• [Records provided]:

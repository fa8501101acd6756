//! Workspace model: manifest loading and the project dependency graph.

use std::fs;
use std::path::{Path, PathBuf};

use petgraph::graph::{DiGraph, NodeIndex};
use petgraph::Direction;
use rustc_hash::{FxHashMap, FxHashSet};
use serde::Deserialize;
use smallvec::SmallVec;

use crate::error::{Error, Result};
use crate::project_config::IgnoreSet;

/// One entry of the workspace manifest.
#[derive(Debug, Clone, Deserialize)]
#[serde(rename_all = "camelCase")]
pub struct Project {
    pub package_name: String,
    pub project_folder: String,
    #[serde(default)]
    pub subspace_name: Option<String>,
}

#[derive(Debug, Clone, Deserialize)]
struct WorkspaceManifest {
    projects: Vec<Project>,
}

/// The parts of `package.json` the analyzer reads.
#[derive(Debug, Clone, Default, Deserialize)]
#[serde(rename_all = "camelCase")]
pub struct PackageManifest {
    #[serde(default)]
    pub name: String,
    #[serde(default)]
    pub main: String,
    #[serde(default)]
    pub module: String,
    #[serde(default)]
    pub browser: String,
    #[serde(default)]
    pub types: String,
    #[serde(default)]
    pub exports: Option<serde_json::Value>,
    #[serde(default)]
    pub dependencies: FxHashMap<String, String>,
    #[serde(default)]
    pub dev_dependencies: FxHashMap<String, String>,
}

impl PackageManifest {
    /// Libraries publish `types`, `exports` or `module` and get symbol-level
    /// export analysis; everything else is an app, treated atomically.
    pub fn is_library(&self) -> bool {
        !self.types.is_empty() || self.exports.is_some() || !self.module.is_empty()
    }

    /// Direct dependency names whose version is not a workspace marker.
    pub fn external_deps(&self) -> FxHashSet<String> {
        self.dependencies
            .iter()
            .chain(self.dev_dependencies.iter())
            .filter(|(_, version)| !version.starts_with("workspace:"))
            .map(|(name, _)| name.clone())
            .collect()
    }
}

/// A project with its manifest and resolved workspace dependencies.
#[derive(Debug, Clone)]
pub struct ProjectInfo {
    pub project: Project,
    pub manifest: PackageManifest,
    /// Package names of workspace projects this project depends on.
    pub depends_on: SmallVec<[String; 4]>,
}

impl ProjectInfo {
    pub fn new(project: Project, manifest: PackageManifest, depends_on: Vec<String>) -> Self {
        Self {
            project,
            manifest,
            depends_on: SmallVec::from_vec(depends_on),
        }
    }

    pub fn name(&self) -> &str {
        &self.project.package_name
    }

    pub fn folder(&self) -> &str {
        &self.project.project_folder
    }

    pub fn subspace(&self) -> &str {
        self.project.subspace_name.as_deref().unwrap_or("default")
    }
}

/// The loaded workspace: projects plus the dependency graph over them.
/// Edge direction is dependent → dependency.
pub struct Workspace {
    projects: Vec<ProjectInfo>,
    name_to_id: FxHashMap<String, usize>,
    graph: DiGraph<usize, ()>,
    nodes: Vec<NodeIndex>,
}

impl Workspace {
    /// Loads the workspace manifest (`rush.json`, JSON with comments and
    /// trailing commas permitted) and every project's `package.json`.
    /// Unreadable project manifests degrade to an empty manifest; a missing
    /// or unparseable workspace manifest is fatal.
    ///
    /// # Errors
    ///
    /// Returns [`Error::WorkspaceManifest`] when `rush.json` cannot be read
    /// or parsed.
    pub fn load(root: &Path) -> Result<Self> {
        let manifest_path = root.join("rush.json");
        let data = fs::read_to_string(&manifest_path)
            .map_err(|_| Error::WorkspaceManifest(manifest_path.clone()))?;
        let cleaned = strip_json_comments(&data);
        let manifest: WorkspaceManifest = serde_json::from_str(&cleaned)
            .map_err(|_| Error::WorkspaceManifest(manifest_path))?;

        let package_set: FxHashSet<&str> = manifest
            .projects
            .iter()
            .map(|p| p.package_name.as_str())
            .collect();

        let mut projects = Vec::with_capacity(manifest.projects.len());
        for project in &manifest.projects {
            let pkg_path = root.join(&project.project_folder).join("package.json");
            let pkg = fs::read_to_string(&pkg_path)
                .ok()
                .and_then(|data| serde_json::from_str::<PackageManifest>(&data).ok())
                .unwrap_or_default();

            let mut depends_on: SmallVec<[String; 4]> = SmallVec::new();
            for (dep, version) in pkg.dependencies.iter().chain(pkg.dev_dependencies.iter()) {
                if version.starts_with("workspace:") && package_set.contains(dep.as_str()) {
                    depends_on.push(dep.clone());
                }
            }
            depends_on.sort();
            depends_on.dedup();

            projects.push(ProjectInfo {
                project: project.clone(),
                manifest: pkg,
                depends_on,
            });
        }

        Ok(Self::new(projects))
    }

    /// Builds the workspace from already-loaded project records. Dependency
    /// edges are taken from each project's `depends_on` list; names not
    /// present in the set are skipped.
    pub fn new(projects: Vec<ProjectInfo>) -> Self {
        let mut name_to_id = FxHashMap::default();
        for (id, info) in projects.iter().enumerate() {
            name_to_id.insert(info.name().to_string(), id);
        }

        let mut graph = DiGraph::with_capacity(projects.len(), projects.len() * 2);
        let nodes: Vec<NodeIndex> = (0..projects.len()).map(|id| graph.add_node(id)).collect();
        for (id, info) in projects.iter().enumerate() {
            for dep in &info.depends_on {
                if let Some(&dep_id) = name_to_id.get(dep) {
                    graph.add_edge(nodes[id], nodes[dep_id], ());
                }
            }
        }

        Self {
            projects,
            name_to_id,
            graph,
            nodes,
        }
    }

    pub fn projects(&self) -> &[ProjectInfo] {
        &self.projects
    }

    pub fn project(&self, name: &str) -> Option<&ProjectInfo> {
        self.name_to_id.get(name).map(|&id| &self.projects[id])
    }

    /// Direct dependents of a package (packages that depend on it).
    pub fn dependents(&self, name: &str) -> Vec<&str> {
        let Some(&id) = self.name_to_id.get(name) else {
            return Vec::new();
        };
        self.graph
            .neighbors_directed(self.nodes[id], Direction::Incoming)
            .map(|idx| self.projects[self.graph[idx]].name())
            .collect()
    }

    /// Direct dependencies of a package within the workspace.
    pub fn dependencies(&self, name: &str) -> Vec<&str> {
        let Some(&id) = self.name_to_id.get(name) else {
            return Vec::new();
        };
        self.graph
            .neighbors_directed(self.nodes[id], Direction::Outgoing)
            .map(|idx| self.projects[self.graph[idx]].name())
            .collect()
    }

    /// All packages that transitively depend on any seed, seeds included.
    pub fn transitive_dependents(&self, seeds: &[String]) -> FxHashSet<String> {
        self.closure(seeds, Direction::Incoming)
    }

    /// All packages any seed transitively depends on, seeds included.
    pub fn transitive_dependencies(&self, seeds: &[String]) -> FxHashSet<String> {
        self.closure(seeds, Direction::Outgoing)
    }

    fn closure(&self, seeds: &[String], direction: Direction) -> FxHashSet<String> {
        let mut visited: FxHashSet<String> = FxHashSet::default();
        let mut queue: Vec<usize> = Vec::new();
        for seed in seeds {
            if let Some(&id) = self.name_to_id.get(seed) {
                if visited.insert(seed.clone()) {
                    queue.push(id);
                }
            }
        }
        while let Some(id) = queue.pop() {
            for neighbor in self.graph.neighbors_directed(self.nodes[id], direction) {
                let neighbor_id = self.graph[neighbor];
                let name = self.projects[neighbor_id].name();
                if visited.insert(name.to_string()) {
                    queue.push(neighbor_id);
                }
            }
        }
        visited
    }

    /// Partitions `packages` into topological levels: level i holds the
    /// projects all of whose in-set dependencies sit in earlier levels.
    /// When a cycle prevents progress the remainder is flushed as one final
    /// level rather than deadlocking.
    pub fn topological_levels(&self, packages: &FxHashSet<String>) -> Vec<Vec<String>> {
        let mut in_degree: FxHashMap<&str, usize> = FxHashMap::default();
        for name in packages {
            let Some(info) = self.project(name) else {
                continue;
            };
            let degree = info
                .depends_on
                .iter()
                .filter(|dep| packages.contains(*dep))
                .count();
            in_degree.insert(info.name(), degree);
        }

        let mut remaining: FxHashSet<&str> = in_degree.keys().copied().collect();
        let mut levels: Vec<Vec<String>> = Vec::new();

        while !remaining.is_empty() {
            let mut level: Vec<&str> = remaining
                .iter()
                .filter(|name| in_degree[*name] == 0)
                .copied()
                .collect();
            if level.is_empty() {
                // Cycle: flush the residue in one level.
                level = remaining.iter().copied().collect();
            }
            level.sort_unstable();

            for name in &level {
                remaining.remove(name);
                for dependent in self.dependents(name) {
                    if remaining.contains(dependent) {
                        *in_degree.get_mut(dependent).expect("dependent tracked") -= 1;
                    }
                }
            }
            levels.push(level.into_iter().map(|s| s.to_string()).collect());
        }

        levels
    }

    /// Projects containing at least one changed file that their ignore
    /// config does not exclude.
    pub fn find_changed_projects(
        &self,
        changed_files: &[String],
        ignores: &FxHashMap<String, IgnoreSet>,
    ) -> FxHashSet<String> {
        let mut result = FxHashSet::default();
        for file in changed_files {
            if file.is_empty() {
                continue;
            }
            for info in &self.projects {
                let Some(rel) = file.strip_prefix(&format!("{}/", info.folder())) else {
                    continue;
                };
                let ignored = ignores
                    .get(info.folder())
                    .is_some_and(|set| set.is_ignored(rel))
                    || rel == crate::project_config::CONFIG_FILE_NAME;
                if !ignored {
                    result.insert(info.name().to_string());
                }
                break;
            }
        }
        result
    }

    /// Subspace names present in the workspace; projects without an explicit
    /// subspace belong to `default`.
    pub fn subspaces(&self) -> FxHashSet<String> {
        let mut result: FxHashSet<String> =
            self.projects.iter().map(|p| p.subspace().to_string()).collect();
        result.insert("default".to_string());
        result
    }

    /// The lockfile path for a subspace.
    pub fn lockfile_path(subspace: &str) -> PathBuf {
        PathBuf::from("common")
            .join("config")
            .join("subspaces")
            .join(subspace)
            .join("pnpm-lock.yaml")
    }
}

/// Strips `//` and `/* */` comments plus trailing commas from JSON text,
/// leaving string contents untouched.
pub fn strip_json_comments(data: &str) -> String {
    let mut result: Vec<String> = Vec::new();
    let mut in_block_comment = false;

    for raw_line in data.lines() {
        let mut line = raw_line;
        if in_block_comment {
            match line.find("*/") {
                Some(idx) => {
                    line = &line[idx + 2..];
                    in_block_comment = false;
                }
                None => continue,
            }
        }

        let bytes = line.as_bytes();
        let mut cleaned: Vec<u8> = Vec::with_capacity(line.len());
        let mut in_string = false;
        let mut escaped = false;
        let mut i = 0;
        while i < bytes.len() {
            let ch = bytes[i];
            if escaped {
                cleaned.push(ch);
                escaped = false;
                i += 1;
                continue;
            }
            if in_string {
                cleaned.push(ch);
                if ch == b'\\' {
                    escaped = true;
                } else if ch == b'"' {
                    in_string = false;
                }
                i += 1;
                continue;
            }
            if ch == b'"' {
                in_string = true;
                cleaned.push(ch);
                i += 1;
                continue;
            }
            if ch == b'/' && i + 1 < bytes.len() {
                if bytes[i + 1] == b'/' {
                    break;
                }
                if bytes[i + 1] == b'*' {
                    match line[i + 2..].find("*/") {
                        Some(end) => {
                            i = i + 2 + end + 2;
                            continue;
                        }
                        None => {
                            in_block_comment = true;
                            break;
                        }
                    }
                }
            }
            cleaned.push(ch);
            i += 1;
        }
        result.push(String::from_utf8_lossy(&cleaned).into_owned());
    }

    let joined = result.join("\n");
    let trailing_comma = regex::Regex::new(r",\s*([\]}])").expect("valid regex");
    trailing_comma.replace_all(&joined, "$1").into_owned()
}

• [Work order]:
For each line of the data that includes the word "struct", return a copy of it.

• [Task result]:
pub struct Project {
struct WorkspaceManifest {
pub struct PackageManifest {
pub struct ProjectInfo {
pub struct Workspace {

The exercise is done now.